== DATA EXCERPTS

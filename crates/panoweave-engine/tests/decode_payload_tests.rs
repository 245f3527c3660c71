//! Tests payload decoding and its failure classification.

use std::io::Cursor;

use image::{DynamicImage, ImageFormat, RgbImage};
use panoweave_engine::{EngineError, FailureKind, decode_rgb_bytes};

#[test]
fn decode_payload_tests_round_trip_png_bytes() {
    let source = RgbImage::from_raw(2, 1, vec![10, 20, 30, 40, 50, 60]).unwrap();
    let mut bytes = Cursor::new(Vec::new());
    DynamicImage::ImageRgb8(source)
        .write_to(&mut bytes, ImageFormat::Png)
        .expect("encoding fixture should succeed");

    let decoded = decode_rgb_bytes(bytes.get_ref()).expect("decode should succeed");
    assert_eq!(decoded.width(), 2);
    assert_eq!(decoded.height(), 1);
    assert_eq!(decoded.pixel(0, 0), [10, 20, 30]);
    assert_eq!(decoded.pixel(1, 0), [40, 50, 60]);
}

#[test]
fn decode_payload_tests_classify_garbage_as_undecodable() {
    let error = decode_rgb_bytes(b"definitely not an image").expect_err("garbage must not decode");

    assert!(matches!(error, EngineError::Undecodable(_)));
    assert_eq!(error.kind(), FailureKind::UnsupportedOrUndecodable);
}
//! Client key resolution.

use axum::http::HeaderMap;
use std::net::SocketAddr;

/// Header carrying the forwarded client address when a proxy sits in front.
pub const FORWARDED_FOR: &str = "x-forwarded-for";

/// Derive the bucketing key for a request origin.
///
/// An explicit forwarded-address header takes priority; otherwise the
/// transport peer address is used. No validation is performed on the
/// header value: this is a bucketing heuristic, not a security boundary,
/// and any string (including the empty string when neither source is
/// available) is a usable key.
pub fn resolve_client_key(headers: &HeaderMap, peer: Option<SocketAddr>) -> String {
    if let Some(forwarded) = headers.get(FORWARDED_FOR).and_then(|v| v.to_str().ok()) {
        // The header may carry the whole proxy chain; the first hop is the client.
        let first = forwarded.split(',').next().unwrap_or("").trim();
        if !first.is_empty() {
            return first.to_string();
        }
    }

    peer.map(|addr| addr.ip().to_string()).unwrap_or_default()
}

#[cfg(test)]
mod tests {
    use super::*;
    use axum::http::HeaderValue;

    fn peer() -> Option<SocketAddr> {
        Some("10.0.0.1:40000".parse().unwrap())
    }

    #[test]
    fn test_peer_address_used_without_header() {
        let headers = HeaderMap::new();
        assert_eq!(resolve_client_key(&headers, peer()), "10.0.0.1");
    }

    #[test]
    fn test_forwarded_header_wins() {
        let mut headers = HeaderMap::new();
        headers.insert(FORWARDED_FOR, HeaderValue::from_static("203.0.113.5"));
        assert_eq!(resolve_client_key(&headers, peer()), "203.0.113.5");
    }

    #[test]
    fn test_forwarded_chain_uses_first_hop() {
        let mut headers = HeaderMap::new();
        headers.insert(
            FORWARDED_FOR,
            HeaderValue::from_static("203.0.113.5, 198.51.100.7, 10.0.0.1"),
        );
        assert_eq!(resolve_client_key(&headers, peer()), "203.0.113.5");
    }

    #[test]
    fn test_empty_header_falls_back_to_peer() {
        let mut headers = HeaderMap::new();
        headers.insert(FORWARDED_FOR, HeaderValue::from_static("  "));
        assert_eq!(resolve_client_key(&headers, peer()), "10.0.0.1");
    }

    #[test]
    fn test_degenerate_key_when_nothing_available() {
        let headers = HeaderMap::new();
        assert_eq!(resolve_client_key(&headers, None), "");
    }

    #[test]
    fn test_header_value_not_validated_as_ip() {
        let mut headers = HeaderMap::new();
        headers.insert(FORWARDED_FOR, HeaderValue::from_static("not-an-ip"));
        assert_eq!(resolve_client_key(&headers, peer()), "not-an-ip");
    }
}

====

**EXERCISE INSTRUCTIONS:** Could you retype exactly the lines from the first one of the records through the line containing "priority; otherwise the", both included, and nothing more?

**RESPONSE FOR THIS EXERCISE:**
filename crates/panoweave-engine/tests/decode_payload_tests.rs
repository 245f3527c3660c71
//! Tests payload decoding and its failure classification.

use std::io::Cursor;

use image::{DynamicImage, ImageFormat, RgbImage};
use panoweave_engine::{EngineError, FailureKind, decode_rgb_bytes};

#[test]
fn decode_payload_tests_round_trip_png_bytes() {
    let source = RgbImage::from_raw(2, 1, vec![10, 20, 30, 40, 50, 60]).unwrap();
    let mut bytes = Cursor::new(Vec::new());
    DynamicImage::ImageRgb8(source)
        .write_to(&mut bytes, ImageFormat::Png)
        .expect("encoding fixture should succeed");

    let decoded = decode_rgb_bytes(bytes.get_ref()).expect("decode should succeed");
    assert_eq!(decoded.width(), 2);
    assert_eq!(decoded.height(), 1);
    assert_eq!(decoded.pixel(0, 0), [10, 20, 30]);
    assert_eq!(decoded.pixel(1, 0), [40, 50, 60]);
}

#[test]
fn decode_payload_tests_classify_garbage_as_undecodable() {
    let error = decode_rgb_bytes(b"definitely not an image").expect_err("garbage must not decode");

    assert!(matches!(error, EngineError::Undecodable(_)));
    assert_eq!(error.kind(), FailureKind::UnsupportedOrUndecodable);
}
//! Client key resolution.

use axum::http::HeaderMap;
use std::net::SocketAddr;

/// Header carrying the forwarded client address when a proxy sits in front.
pub const FORWARDED_FOR: &str = "x-forwarded-for";

/// Derive the bucketing key for a request origin.
///
/// An explicit forwarded-address header takes priority; otherwise the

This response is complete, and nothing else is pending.